這是科幻作家陳楸帆今年發表在《科幻立方》上的小説《神筆》,講述了一個靈感阻滯的科幻作家使用最新人工智能(AI)寫作工具,卻被越陷越深的故事。
現實世界中,AI正在為我們提供一種“認知捷徑”,人們不用再費力思考,便能輕鬆得到想要的答案。一開始只是查詢信息、翻譯文字,慢慢開始輔助寫郵件、工作總結、整篇論文,甚至進行重要決策……過度依賴AI,利用其進行“思維外包”,正讓我們日漸喪失思維的主導權。
AI“思維外包”的隱憂
當前,大模型、智能體等AI應用已在多領域廣泛賦能生産生活,促進工作提質增效。但AI帶來的技術紅利之下也暗藏隱憂。比如,有研究顯示,過度依賴AI模型可能引發“AI腦霧”,削弱工作的動力。

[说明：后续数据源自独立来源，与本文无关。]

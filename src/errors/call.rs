// SPDX-FileCopyrightText: 2025 Semiotic AI, Inc.
//
// SPDX-License-Identifier: Apache-2.0

//! Error types for call construction and call key parsing.

/// Errors that can occur while building a [`Call`](crate::Call) or parsing
/// a [`CallKey`](crate::CallKey).
///
/// An invalid call never enters the listener registry or the result cache;
/// callers that hold an invalid call project it as
/// [`CallState::INVALID`](crate::CallState::INVALID).
///
/// # Examples
///
/// ```rust
/// use multicall_sync::{Call, InvalidCallError};
///
/// let err = Call::builder("", "0x2e4263").build().unwrap_err();
/// assert!(matches!(err, InvalidCallError::MissingField { .. }));
/// ```
#[derive(Debug, Clone, PartialEq, Eq, thiserror::Error)]
pub enum InvalidCallError {
    /// A required identity field is empty.
    #[error("Missing call field: {field}")]
    MissingField {
        /// Name of the empty field
        field: &'static str,
    },

    /// An identity field contains a character reserved by the key format.
    ///
    /// Addresses, selectors and calldata are hex or decimal felts, so a
    /// separator inside one of them means the input is not a felt at all.
    #[error("Field {field} contains reserved character {character:?}: {value}")]
    ReservedCharacter {
        /// Name of the offending field
        field: &'static str,
        /// The reserved character found
        character: char,
        /// The full offending value
        value: String,
    },

    /// A call key string does not have the `address-selector-calldata` shape.
    #[error("Malformed call key: {key}")]
    MalformedKey {
        /// The key that failed to parse
        key: String,
    },
}

impl InvalidCallError {
    /// Create a `MissingField` error for the named field.
    pub fn missing_field(field: &'static str) -> Self {
        InvalidCallError::MissingField { field }
    }

    /// Create a `ReservedCharacter` error.
    pub fn reserved_character(
        field: &'static str,
        character: char,
        value: impl Into<String>,
    ) -> Self {
        InvalidCallError::ReservedCharacter {
            field,
            character,
            value: value.into(),
        }
    }

    /// Create a `MalformedKey` error.
    pub fn malformed_key(key: impl Into<String>) -> Self {
        InvalidCallError::MalformedKey { key: key.into() }
    }
}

根據美國麻省理工學院的一項新研究,長期使用AI會導致人的認知能力下降。這相當於每使用一次AI,就欠下一筆“認知債”,將用未來的思考能力支付“利息”。
研究者對54名參與者展開腦電圖掃描,結果顯示認知活動強度與外部工具使用呈負相關,沒有使用工具的人展現出最強且分佈最廣的腦神經連接,而使用AI大語言模型的人其腦神經連接強度最弱。4個月內,使用AI大語言模型的人在神經、語言和行為層面持續表現不佳。腦部掃描揭示了使用AI的損害:大腦的神經連接從79個驟降至42個。
而微軟和卡內基-梅隆大學的新研究也揭示了類似的現象,生成式AI會削弱批判性思維能力,導致過度依賴——對生成式AI的信心越高,知識工作者的批判性思維越少,長期依賴AI可能削弱人們獨立解決問題的能力。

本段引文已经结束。